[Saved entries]
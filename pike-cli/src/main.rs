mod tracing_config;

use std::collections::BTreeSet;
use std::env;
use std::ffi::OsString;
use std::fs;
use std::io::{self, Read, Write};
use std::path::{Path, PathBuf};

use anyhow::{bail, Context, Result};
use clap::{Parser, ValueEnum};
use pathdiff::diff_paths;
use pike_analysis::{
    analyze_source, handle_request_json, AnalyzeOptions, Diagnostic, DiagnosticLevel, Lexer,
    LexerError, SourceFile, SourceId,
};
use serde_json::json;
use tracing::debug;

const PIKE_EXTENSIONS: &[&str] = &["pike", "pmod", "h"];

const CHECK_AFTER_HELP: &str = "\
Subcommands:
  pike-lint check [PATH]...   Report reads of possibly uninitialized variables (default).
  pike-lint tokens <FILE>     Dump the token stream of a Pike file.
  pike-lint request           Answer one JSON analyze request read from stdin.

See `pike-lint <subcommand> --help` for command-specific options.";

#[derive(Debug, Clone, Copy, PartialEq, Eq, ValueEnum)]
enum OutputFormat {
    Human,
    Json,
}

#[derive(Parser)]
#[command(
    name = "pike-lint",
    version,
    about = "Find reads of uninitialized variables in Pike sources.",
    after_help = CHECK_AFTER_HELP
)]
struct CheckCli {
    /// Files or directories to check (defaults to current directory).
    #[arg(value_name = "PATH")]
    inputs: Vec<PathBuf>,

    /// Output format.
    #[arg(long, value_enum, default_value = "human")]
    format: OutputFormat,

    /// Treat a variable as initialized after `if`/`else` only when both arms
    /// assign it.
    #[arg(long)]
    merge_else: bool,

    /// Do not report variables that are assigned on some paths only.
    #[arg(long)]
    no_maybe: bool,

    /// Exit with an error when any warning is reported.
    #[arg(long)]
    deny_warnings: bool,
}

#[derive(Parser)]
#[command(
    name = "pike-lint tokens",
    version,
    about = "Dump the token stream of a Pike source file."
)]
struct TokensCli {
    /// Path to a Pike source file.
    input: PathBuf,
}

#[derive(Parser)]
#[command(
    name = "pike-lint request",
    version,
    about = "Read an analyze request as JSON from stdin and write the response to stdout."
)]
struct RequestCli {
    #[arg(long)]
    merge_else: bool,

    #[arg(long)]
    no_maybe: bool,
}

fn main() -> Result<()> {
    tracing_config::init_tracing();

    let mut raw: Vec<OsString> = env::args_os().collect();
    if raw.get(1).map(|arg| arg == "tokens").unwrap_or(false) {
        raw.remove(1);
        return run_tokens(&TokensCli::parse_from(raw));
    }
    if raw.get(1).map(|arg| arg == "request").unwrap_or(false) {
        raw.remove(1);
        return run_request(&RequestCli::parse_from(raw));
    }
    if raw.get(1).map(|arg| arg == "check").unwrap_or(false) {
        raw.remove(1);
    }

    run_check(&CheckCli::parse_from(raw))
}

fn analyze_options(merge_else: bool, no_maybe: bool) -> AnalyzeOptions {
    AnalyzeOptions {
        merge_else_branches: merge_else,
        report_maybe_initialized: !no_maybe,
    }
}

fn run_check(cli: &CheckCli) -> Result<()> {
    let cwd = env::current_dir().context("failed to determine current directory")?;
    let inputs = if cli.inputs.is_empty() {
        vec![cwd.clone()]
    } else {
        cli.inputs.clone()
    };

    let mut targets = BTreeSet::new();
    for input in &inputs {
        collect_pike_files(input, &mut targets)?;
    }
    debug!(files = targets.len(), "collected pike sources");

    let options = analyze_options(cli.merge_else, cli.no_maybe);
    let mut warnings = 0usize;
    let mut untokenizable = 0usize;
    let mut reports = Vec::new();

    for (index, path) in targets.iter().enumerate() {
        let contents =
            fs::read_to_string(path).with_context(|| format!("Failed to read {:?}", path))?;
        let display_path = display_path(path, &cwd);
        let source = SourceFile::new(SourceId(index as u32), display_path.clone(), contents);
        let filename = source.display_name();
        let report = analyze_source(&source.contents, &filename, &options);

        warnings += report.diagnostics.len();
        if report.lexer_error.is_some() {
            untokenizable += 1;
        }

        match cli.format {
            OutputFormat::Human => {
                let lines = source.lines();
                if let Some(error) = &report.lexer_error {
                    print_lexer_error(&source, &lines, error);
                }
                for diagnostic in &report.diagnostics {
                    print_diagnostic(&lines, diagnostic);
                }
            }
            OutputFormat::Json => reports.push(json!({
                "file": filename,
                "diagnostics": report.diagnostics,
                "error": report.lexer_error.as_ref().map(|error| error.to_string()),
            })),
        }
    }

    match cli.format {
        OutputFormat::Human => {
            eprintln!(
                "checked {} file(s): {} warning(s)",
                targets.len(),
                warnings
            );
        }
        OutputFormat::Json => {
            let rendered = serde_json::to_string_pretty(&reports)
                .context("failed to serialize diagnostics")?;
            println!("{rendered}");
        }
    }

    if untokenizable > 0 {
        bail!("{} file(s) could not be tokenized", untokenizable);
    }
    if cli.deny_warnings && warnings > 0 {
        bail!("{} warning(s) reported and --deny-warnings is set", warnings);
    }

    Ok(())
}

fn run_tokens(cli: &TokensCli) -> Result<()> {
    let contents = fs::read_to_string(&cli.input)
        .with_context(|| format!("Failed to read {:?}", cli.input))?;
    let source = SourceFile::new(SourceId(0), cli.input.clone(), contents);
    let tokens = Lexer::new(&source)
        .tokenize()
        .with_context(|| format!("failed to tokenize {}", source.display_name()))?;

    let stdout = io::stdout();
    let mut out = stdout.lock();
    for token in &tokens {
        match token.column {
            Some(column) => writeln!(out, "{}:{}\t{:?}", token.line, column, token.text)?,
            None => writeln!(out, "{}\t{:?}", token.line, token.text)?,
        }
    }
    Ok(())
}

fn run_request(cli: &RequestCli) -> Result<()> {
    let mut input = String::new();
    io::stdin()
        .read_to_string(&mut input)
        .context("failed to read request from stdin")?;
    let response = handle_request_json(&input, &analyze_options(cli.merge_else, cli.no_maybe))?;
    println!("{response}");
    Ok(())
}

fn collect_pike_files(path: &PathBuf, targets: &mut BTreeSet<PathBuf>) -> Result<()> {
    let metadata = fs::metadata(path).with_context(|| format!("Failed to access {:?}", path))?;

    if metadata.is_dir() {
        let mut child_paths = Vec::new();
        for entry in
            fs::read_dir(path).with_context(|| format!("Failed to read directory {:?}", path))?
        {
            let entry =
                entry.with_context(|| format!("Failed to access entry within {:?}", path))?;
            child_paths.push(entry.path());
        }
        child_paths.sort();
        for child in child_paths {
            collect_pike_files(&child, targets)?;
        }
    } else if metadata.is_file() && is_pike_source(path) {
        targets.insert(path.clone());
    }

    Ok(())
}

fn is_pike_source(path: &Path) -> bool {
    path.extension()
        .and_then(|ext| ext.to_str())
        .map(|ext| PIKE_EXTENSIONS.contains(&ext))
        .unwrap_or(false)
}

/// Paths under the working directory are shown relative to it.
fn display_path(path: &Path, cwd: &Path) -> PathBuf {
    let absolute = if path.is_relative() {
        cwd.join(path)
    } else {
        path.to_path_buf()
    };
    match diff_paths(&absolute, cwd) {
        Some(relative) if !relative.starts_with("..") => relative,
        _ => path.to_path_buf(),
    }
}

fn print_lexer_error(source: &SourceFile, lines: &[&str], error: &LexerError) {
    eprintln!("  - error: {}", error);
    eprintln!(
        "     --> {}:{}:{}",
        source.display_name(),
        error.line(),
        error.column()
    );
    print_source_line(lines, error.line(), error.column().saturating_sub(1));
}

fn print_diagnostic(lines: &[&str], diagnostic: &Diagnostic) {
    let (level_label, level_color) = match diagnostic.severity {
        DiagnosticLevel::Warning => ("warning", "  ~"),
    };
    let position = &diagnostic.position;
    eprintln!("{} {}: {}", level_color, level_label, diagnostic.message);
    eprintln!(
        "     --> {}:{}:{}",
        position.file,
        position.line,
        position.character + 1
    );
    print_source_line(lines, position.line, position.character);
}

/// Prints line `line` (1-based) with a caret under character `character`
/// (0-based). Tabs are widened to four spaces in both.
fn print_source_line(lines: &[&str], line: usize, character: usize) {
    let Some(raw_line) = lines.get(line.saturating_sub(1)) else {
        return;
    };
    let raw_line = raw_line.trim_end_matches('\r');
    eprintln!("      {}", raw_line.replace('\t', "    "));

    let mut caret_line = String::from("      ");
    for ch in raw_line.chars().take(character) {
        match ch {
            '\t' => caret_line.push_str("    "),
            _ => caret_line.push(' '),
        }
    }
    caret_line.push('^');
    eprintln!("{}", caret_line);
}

*EXERCISE REQUIREMENTS*. For the lines above, output exactly those from the line containing "let mut untokenizable = 0usize;" through the line containing "let source = SourceFile::new(SourceId(index", and skip the others.

*ANSWER SECTION*.
    let mut untokenizable = 0usize;
    let mut reports = Vec::new();

    for (index, path) in targets.iter().enumerate() {
        let contents =
            fs::read_to_string(path).with_context(|| format!("Failed to read {:?}", path))?;
        let display_path = display_path(path, &cwd);
        let source = SourceFile::new(SourceId(index as u32), display_path.clone(), contents);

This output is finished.